一般的には、咳が3週間以上続く場合には、胸部レントゲン撮影を受けることが勧められています。鑑別診断の参考になるのが先に述べた病気の頻度です。レントゲン検査以外に、血液検査や呼吸機能検査、喀痰の検査などを組み合わせて診断を進めてゆきます。典型的でない場合や通常の治療に反応しない場合には、例え頻度は低くても様々な病気の可能性を考え、CT撮影や場合によっては胃カメラなど加えて診断をします。

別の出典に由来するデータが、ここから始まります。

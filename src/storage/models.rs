//! Data models for the storage layer

use crate::cli::types::{MatchId, PlayerId, SeriesId, TeamId, VenueId};
use serde::{Deserialize, Serialize};

#[derive(Debug, Clone, PartialEq, Serialize, Deserialize)]
pub struct Series {
    pub series_id: SeriesId,
    pub series_name: String,
    pub host_country: Option<String>,
    pub match_type: Option<String>,
    /// `YYYY-MM-DD`
    pub start_date: Option<String>,
    pub total_matches: Option<i64>,
}

#[derive(Debug, Clone, PartialEq, Serialize, Deserialize)]
pub struct Team {
    pub team_id: TeamId,
    pub team_name: String,
    pub country: Option<String>,
}

#[derive(Debug, Clone, PartialEq, Serialize, Deserialize)]
pub struct Venue {
    pub venue_id: VenueId,
    pub venue_name: String,
    pub city: Option<String>,
    pub country: Option<String>,
    pub capacity: i64,
}

#[derive(Debug, Clone, PartialEq, Serialize, Deserialize)]
pub struct Match {
    pub match_id: MatchId,
    pub series_id: Option<SeriesId>,
    pub match_description: Option<String>,
    pub team_a_id: TeamId,
    pub team_b_id: TeamId,
    /// `YYYY-MM-DD`
    pub match_date: Option<String>,
    pub venue_id: VenueId,
    pub winning_team_id: Option<TeamId>,
    pub victory_margin_type: Option<String>,
    pub victory_margin: Option<i64>,
    pub toss_winner_team_id: Option<TeamId>,
    pub toss_decision: Option<String>,
}

impl Match {
    /// The team playing against `team`, if `team` is one of the two sides.
    pub fn opponent_of(&self, team: TeamId) -> Option<TeamId> {
        if team == self.team_a_id {
            Some(self.team_b_id)
        } else if team == self.team_b_id {
            Some(self.team_a_id)
        } else {
            None
        }
    }
}

/// A player row. `player_id` is `None` only for manually added players that
/// have not been assigned an id yet.
#[derive(Debug, Clone, PartialEq, Serialize, Deserialize)]
pub struct Player {
    pub player_id: Option<PlayerId>,
    pub player_name: String,
    pub team_id: Option<TeamId>,
    pub role: Option<String>,
    pub batting_style: Option<String>,
    pub bowling_style: Option<String>,
}

/// Column changes for an existing player; `None` leaves a column alone.
#[derive(Debug, Clone, Default)]
pub struct PlayerUpdate {
    pub player_name: Option<String>,
    pub team_id: Option<TeamId>,
    pub role: Option<String>,
    pub batting_style: Option<String>,
    pub bowling_style: Option<String>,
}

impl PlayerUpdate {
    pub fn is_empty(&self) -> bool {
        self.player_name.is_none()
            && self.team_id.is_none()
            && self.role.is_none()
            && self.batting_style.is_none()
            && self.bowling_style.is_none()
    }
}

/// A player joined with their team name, for listings.
#[derive(Debug, Clone, PartialEq, Serialize)]
pub struct PlayerListing {
    pub player_id: PlayerId,
    pub player_name: String,
    pub role: Option<String>,
    pub team_name: Option<String>,
}

#[derive(Debug, Clone, PartialEq, Serialize, Deserialize)]
pub struct BattingStat {
    pub match_id: MatchId,
    pub player_id: PlayerId,
    pub team_id: TeamId,
    pub innings_number: i64,
    pub runs_scored: i64,
    pub balls_faced: i64,
    pub batting_position: i64,
    pub is_out: bool,
}

#[derive(Debug, Clone, PartialEq, Serialize, Deserialize)]
pub struct BowlingStat {
    pub match_id: MatchId,
    pub player_id: PlayerId,
    pub team_id: TeamId,
    pub overs_bowled: f64,
    pub runs_conceded: i64,
    pub wickets_taken: i64,
    pub maidens: i64,
}

/// Rows derived from one match scorecard.
#[derive(Debug, Clone, Default, PartialEq)]
pub struct ScorecardRows {
    pub players: Vec<Player>,
    pub batting: Vec<BattingStat>,
    pub bowling: Vec<BowlingStat>,
}

impl ScorecardRows {
    pub fn is_empty(&self) -> bool {
        self.batting.is_empty() && self.bowling.is_empty()
    }
}
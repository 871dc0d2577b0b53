//! Unit tests for Cricbuzz payload types

use super::*;
use serde_json::json;

#[test]
fn test_parse_api_date_epoch_millis() {
    // 2024-01-25T04:00:00Z
    assert_eq!(
        parse_api_date(&json!("1706155200000")).unwrap(),
        Some("2024-01-25".to_string())
    );
    assert_eq!(
        parse_api_date(&json!(1706155200000_i64)).unwrap(),
        Some("2024-01-25".to_string())
    );
}

#[test]
fn test_parse_api_date_iso() {
    assert_eq!(
        parse_api_date(&json!("2023-11-19")).unwrap(),
        Some("2023-11-19".to_string())
    );
    assert_eq!(
        parse_api_date(&json!("2023-11-19T08:30:00Z")).unwrap(),
        Some("2023-11-19".to_string())
    );
}

#[test]
fn test_parse_api_date_empty_and_invalid() {
    assert_eq!(parse_api_date(&json!(null)).unwrap(), None);
    assert_eq!(parse_api_date(&json!("")).unwrap(), None);
    assert!(parse_api_date(&json!("next tuesday")).is_err());
    assert!(parse_api_date(&json!(true)).is_err());
}

#[test]
fn test_series_entry_optional_fields() {
    let payload = json!({
        "seriesList": [
            {
                "seriesId": 7607,
                "seriesName": "England tour of India, 2024",
                "hostCountry": "India",
                "matchType": "Test",
                "startDate": "1706155200000",
                "matchCount": "5"
            },
            { "seriesId": 7700, "seriesName": "Asia Cup" }
        ]
    });

    let parsed: SeriesListResponse = serde_json::from_value(payload).unwrap();
    assert_eq!(parsed.series_list.len(), 2);

    let first = &parsed.series_list[0];
    assert_eq!(first.series_id, SeriesId::new(7607));
    assert_eq!(first.start_date.as_deref(), Some("2024-01-25"));
    assert_eq!(first.match_count, Some(5));

    let second = &parsed.series_list[1];
    assert!(second.host_country.is_none());
    assert!(second.start_date.is_none());
    assert!(second.match_count.is_none());
}

#[test]
fn test_series_entry_missing_id_fails() {
    let payload = json!({ "seriesList": [ { "seriesName": "No id" } ] });
    let result = serde_json::from_value::<SeriesListResponse>(payload);
    assert!(result.is_err());
    assert!(result.unwrap_err().to_string().contains("seriesId"));
}

#[test]
fn test_missing_list_key_is_empty() {
    let parsed: TeamsResponse = serde_json::from_value(json!({})).unwrap();
    assert!(parsed.teams.is_empty());
}

#[test]
fn test_venue_capacity_with_commas() {
    let payload = json!({
        "venues": [ { "venueId": 31, "venueName": "Eden Gardens", "capacity": "68,000" } ]
    });
    let parsed: VenuesResponse = serde_json::from_value(payload).unwrap();
    assert_eq!(parsed.venues[0].capacity, Some(68_000));
}

#[test]
fn test_match_list_flat_and_nested() {
    let info = |id: i64| {
        json!({
            "matchInfo": {
                "matchId": id,
                "team1": { "teamId": 2 },
                "team2": { "teamId": 9 },
                "venueInfo": { "id": 31 }
            }
        })
    };
    let payload = json!({
        "matchList": [ info(1) ],
        "typeMatches": [
            { "seriesMatches": [
                { "seriesAdWrapper": { "matches": [ info(2), info(3) ] } },
                { "adDetail": {} }
            ] }
        ]
    });

    let parsed: MatchListResponse = serde_json::from_value(payload).unwrap();
    let ids: Vec<i64> = parsed
        .entries()
        .iter()
        .map(|m| m.match_info.match_id.as_i64())
        .collect();
    assert_eq!(ids, vec![1, 2, 3]);
    assert_eq!(parsed.entries()[0].match_info.venue(), Some(VenueId::new(31)));
}

#[test]
fn test_match_info_missing_team_fails() {
    let payload = json!({
        "matchList": [ { "matchInfo": { "matchId": 1, "team1": { "teamId": 2 } } } ]
    });
    assert!(serde_json::from_value::<MatchListResponse>(payload).is_err());
}

#[test]
fn test_scorecard_defaults() {
    let payload = json!({
        "innings": [
            {
                "inningsNumber": 1,
                "team": { "teamId": 2 },
                "batting": [ { "playerId": 10, "playerName": "A" } ],
                "bowling": [ { "playerId": 20, "playerName": "B", "overs": 4.3 } ]
            }
        ]
    });

    let parsed: ScorecardResponse = serde_json::from_value(payload).unwrap();
    let innings = &parsed.innings[0];

    let bat = &innings.batting[0];
    assert_eq!(bat.runs, 0);
    assert_eq!(bat.balls_faced, 0);
    assert_eq!(bat.batting_position, 0);
    assert!(bat.is_out);

    let bowl = &innings.bowling[0];
    assert_eq!(bowl.overs, 4.3);
    assert_eq!(bowl.wickets, 0);
}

どうしても診断がつかず、かつ肺がんの可能性が否定できる場合には、最も疑わしい病気に対する治療を開始してその効果を見極めるという「治療的診断」がなされることもあります。

どうすればいいの?

咳を来す病気の治療は、当然ですがその原因疾患により異なります。アレルギーが関わっていると考えられる病気に対しては、吸入ステロイド薬や気管支拡張薬、抗ヒスタミン薬などが投与されます。副鼻腔気管支症候群(SBS)の場合には、マクロライド系と呼ばれる抗生物質を、少量で長期間投与します。この場合のマクロライド薬は、菌を殺すための抗生物質としてではなく、免疫調節薬としての効果を期待して投与されます。逆流性食道炎による咳には、吸入ステロイドは無効で、胃酸を抑える薬を投与することで初めて軽快します。肺結核には複数の抗菌薬を組み合わせて合計半年以上投与するのが基本です。非結核性抗酸菌症(NTM)は、近年増加傾向にあり注意が喚起されています。結核菌と異なり、人から人へ感染することはありませんが、その反面、薬が効きにくいという問題があります。肺がんや間質性肺炎による咳は、前者では手術、化学療法や放射線治療、後者ではステロイド薬や免疫抑制薬など、その病気に対する標準的な治療をする必要があります。

このように、咳の治療は原因となる病気により大きく異なるので、まず原因となっている基礎疾患をしっかりと診断することが大変重要です。慢性の咳に悩む方は、ぜひ呼吸器専門医を受診されることをお勧めします。